Directions for this task:
Your answer should consist of the lines below that hold the word "deliveries".

■ ■ ■ ■ ■ ■ ■

use chrono::{DateTime, Duration, Utc};
use tracing::{info, warn};
use uuid::Uuid;

use super::{DispatchError, Dispatcher};
use crate::store::StoreError;
use crate::types::{DeliveryAttemptLog, HealthMetrics, WebhookStatus};

impl Dispatcher {
    /// Disables active webhooks whose recent failure rate is over the
    /// configured threshold and cancels their pending deliveries.
    pub async fn run_health_sweep(&self) -> Result<Vec<Uuid>, DispatchError> {
        let webhooks = self.webhooks.list_active().await?;
        let mut disabled = Vec::new();

        for webhook in webhooks {
            let attempts = match self
                .deliveries
                .recent_attempts(webhook.id, self.config.health_window)
                .await
            {
                Ok(attempts) => attempts,
                Err(err) => {
                    warn!(webhook_id = %webhook.id, error = %err, "health sweep skipped webhook");
                    continue;
                }
            };

            if attempts.len() < self.config.health_min_samples as usize {
                continue;
            }

            let failures = attempts.iter().filter(|attempt| !attempt.success).count();
            let failure_rate = failures as f64 / attempts.len() as f64;
            if failure_rate <= self.config.health_failure_threshold {
                continue;
            }

            let cancelled = self
                .set_webhook_status(webhook.id, WebhookStatus::Disabled)
                .await?;

            warn!(
                webhook_id = %webhook.id,
                failure_rate,
                samples = attempts.len(),
                cancelled,
                "webhook disabled by health sweep"
            );
            disabled.push(webhook.id);
        }

        info!(disabled = disabled.len(), "health sweep finished");
        Ok(disabled)
    }

    pub async fn health_metrics(&self, webhook_id: Uuid) -> Result<HealthMetrics, DispatchError> {
        if self.webhooks.get_webhook(webhook_id).await?.is_none() {
            return Err(StoreError::NotFound("webhook not found".to_string()).into());
        }
        let attempts = self
            .deliveries
            .recent_attempts(webhook_id, self.config.health_window)
            .await?;
        Ok(compute_health(webhook_id, &attempts, self.clock.now()))
    }
}

/// Health over `attempts`, newest first. The response-time average only
/// counts attempts finished in the trailing 24 hours.
pub fn compute_health(
    webhook_id: Uuid,
    attempts: &[DeliveryAttemptLog],
    now: DateTime<Utc>,
) -> HealthMetrics {
    let sample_size = attempts.len();
    let successes = attempts.iter().filter(|attempt| attempt.success).count();
    let recent_success_rate = if sample_size == 0 {
        1.0
    } else {
        successes as f64 / sample_size as f64
    };

    let day_ago = now - Duration::hours(24);
    let durations: Vec<u64> = attempts
        .iter()
        .filter(|attempt| attempt.finished_at >= day_ago)
        .map(|attempt| attempt.duration_ms)
        .collect();
    let average_response_time_ms = if durations.is_empty() {
        None
    } else {
        Some(durations.iter().sum::<u64>() as f64 / durations.len() as f64)
    };

    let consecutive_failures = attempts
        .iter()
        .take_while(|attempt| !attempt.success)
        .count();

    HealthMetrics {
        webhook_id,
        recent_success_rate,
        sample_size: u32::try_from(sample_size).unwrap_or(u32::MAX),
        average_response_time_ms,
        consecutive_failures: u32::try_from(consecutive_failures).unwrap_or(u32::MAX),
        last_success_at: attempts
            .iter()
            .find(|attempt| attempt.success)
            .map(|attempt| attempt.finished_at),
        last_failure_at: attempts
            .iter()
            .find(|attempt| !attempt.success)
            .map(|attempt| attempt.finished_at),
    }
}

■ ■ ■ ■ ■ ■ ■

Solution to this exercise:
    /// configured threshold and cancels their pending deliveries.
                .deliveries
            .deliveries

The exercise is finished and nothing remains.